Agents cache roles and other configuration locally in order to make access-control decisions quickly. By default agents are fairly aggressive in trying to re-initialize their caches if they lose connectivity to the Auth Service. In very large clusters, this can contribute to a "thundering herd" effect, where control plane elements experience excess load immediately after restart. Setting the `max_backoff` parameter to something in the 8-16 minute range can help mitigate this effect:

```
teleport:
  cache:
    enabled: true
    max_backoff: 12m

```

## Kernel parameters

Tweak Teleport's systemd unit parameters to allow a higher amount of open files:

```
[Service]
LimitNOFILE=65536

```

Verify that Teleport's process has high enough file limits:

```
$ cat /proc/$(pidof teleport)/limits
Limit                     Soft Limit           Hard Limit           Units
Max open files            65536                65536                files
```

## DynamoDB configuration

When using Teleport with DynamoDB, we recommend using on-demand provisioning. This allows DynamoDB to scale with cluster load.

For customers that can not use on-demand provisioning, we recommend at least 250 WCU and 100 RCU for 10k clusters.

## etcd

When using Teleport with etcd, we recommend you do the following.

- For performance, use the fastest SSDs available and ensure low-latency network connectivity between etcd peers. See the [etcd Hardware recommendations guide](https://etcd.io/docs/v3.5/op-guide/hardware/) for more details.
- For debugging, ingest etcd's Prometheus metrics and visualize them over time using a dashboard. See the [etcd Metrics guide](https://etcd.io/docs/v3.5/metrics) for more details.
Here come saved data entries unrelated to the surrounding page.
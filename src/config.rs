//! Server configuration

use std::net::{IpAddr, Ipv4Addr, SocketAddr};
use std::path::PathBuf;

/// Where habits are kept
#[derive(Debug, Clone, PartialEq)]
pub enum StoreLocation {
    /// SQLite database file
    Sqlite(PathBuf),
    /// In-process store, lost on shutdown
    Memory,
}

/// Settings the server is started with
#[derive(Debug, Clone)]
pub struct ServerConfig {
    pub host: IpAddr,
    pub port: u16,
    pub store: StoreLocation,
    /// Directory uploaded images are written to
    pub uploads_dir: PathBuf,
    /// Base URL clients reach the server at, used to build image URLs
    pub public_url: String,
}

impl ServerConfig {
    pub fn new(port: u16, store: StoreLocation, uploads_dir: PathBuf) -> Self {
        Self {
            host: IpAddr::V4(Ipv4Addr::UNSPECIFIED),
            port,
            store,
            uploads_dir,
            public_url: format!("http://localhost:{}", port),
        }
    }

    pub fn with_public_url(mut self, public_url: Option<String>) -> Self {
        if let Some(url) = public_url.filter(|url| !url.trim().is_empty()) {
            self.public_url = url;
        }
        self
    }

    pub fn socket_addr(&self) -> SocketAddr {
        SocketAddr::new(self.host, self.port)
    }
}
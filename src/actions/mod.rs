//! Habit operations
//!
//! One module per operation the HTTP layer exposes. Every action is a plain
//! synchronous function over a document store, and every action that depends
//! on the date takes "today" from its caller.

pub mod complete;
pub mod create;
pub mod delete;
pub mod get;
pub mod list;
pub mod update;

// Re-export action functions for easy access
pub use complete::*;
pub use create::*;
pub use delete::*;
pub use get::*;
pub use list::*;
pub use update::*;

use thiserror::Error;

use crate::domain::{DomainError, Habit, HabitId};
use crate::storage::{Document, StorageError};

/// Errors returned by habit operations
#[derive(Error, Debug)]
pub enum ActionError {
    #[error("Habit not found: {habit_id}")]
    NotFound { habit_id: String },

    #[error(transparent)]
    Domain(#[from] DomainError),

    #[error(transparent)]
    Storage(#[from] StorageError),
}

impl ActionError {
    fn not_found(id: &HabitId) -> Self {
        Self::NotFound {
            habit_id: id.to_string(),
        }
    }
}

/// Turn a stored document into a habit with an up-to-date streak
fn load_habit(document: Document, today: chrono::NaiveDate) -> Result<Habit, ActionError> {
    let mut habit = Habit::from_document(document)?;
    habit.refresh_streak(today);
    Ok(habit)
}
During an incident, we may ask you to run `etcdctl`, test that you can run the following command successfully.

```
etcdctl \
    --write-out=table \
    --cacert=/path/to/ca.cert \
    --cert=/path/to/cert \
    --key=/path/to/key.pem \
    --endpoints=127.0.0.1:2379 \
    endpoint status
```

## Supported Load

The tests below were performed against a Teleport Cloud tenant which runs on instances with 8 vCPU and 32 GiB memory and has default limits of 4CPU and 4Gi memory.

### Concurrent Logins

| Resource Type | Login Command                          | Logins | Failure                  |
| ------------- | -------------------------------------- | ------ | ------------------------ |
| SSH           | tsh login                              | 2000   | Auth CPU Limits exceeded |
| Application   | tsh app login                          | 2000   | Auth CPU Limits exceeded |
| Database      | tsh db login                           | 2000   | Auth CPU Limits exceeded |
| Kubernetes    | tsh kube login && tsh kube credentials | 2000   | Auth CPU Limits exceeded |

### Sessions Per Second

| Resource Type | Sessions | Failure                   |
| ------------- | -------- | ------------------------- |
| SSH           | 1000     | Auth CPU Limits exceeded  |
| Application   | 2500     | Proxy CPU Limits exceeded |
| Database      | 40       | Proxy CPU Limits exceeded |
| Kubernetes    | 50       | Proxy CPU Limits exceeded |

## Teleport Windows Desktop Service resource utilization

Windows Desktop Service resource utilization can vary significantly based on workload, user behavior, and environment. For this reason it is challenging to provide absolute CPU and RAM requirements. This worked example is an illustration of one potential approach in determining the resource limits for a given Windows Desktop Service instance.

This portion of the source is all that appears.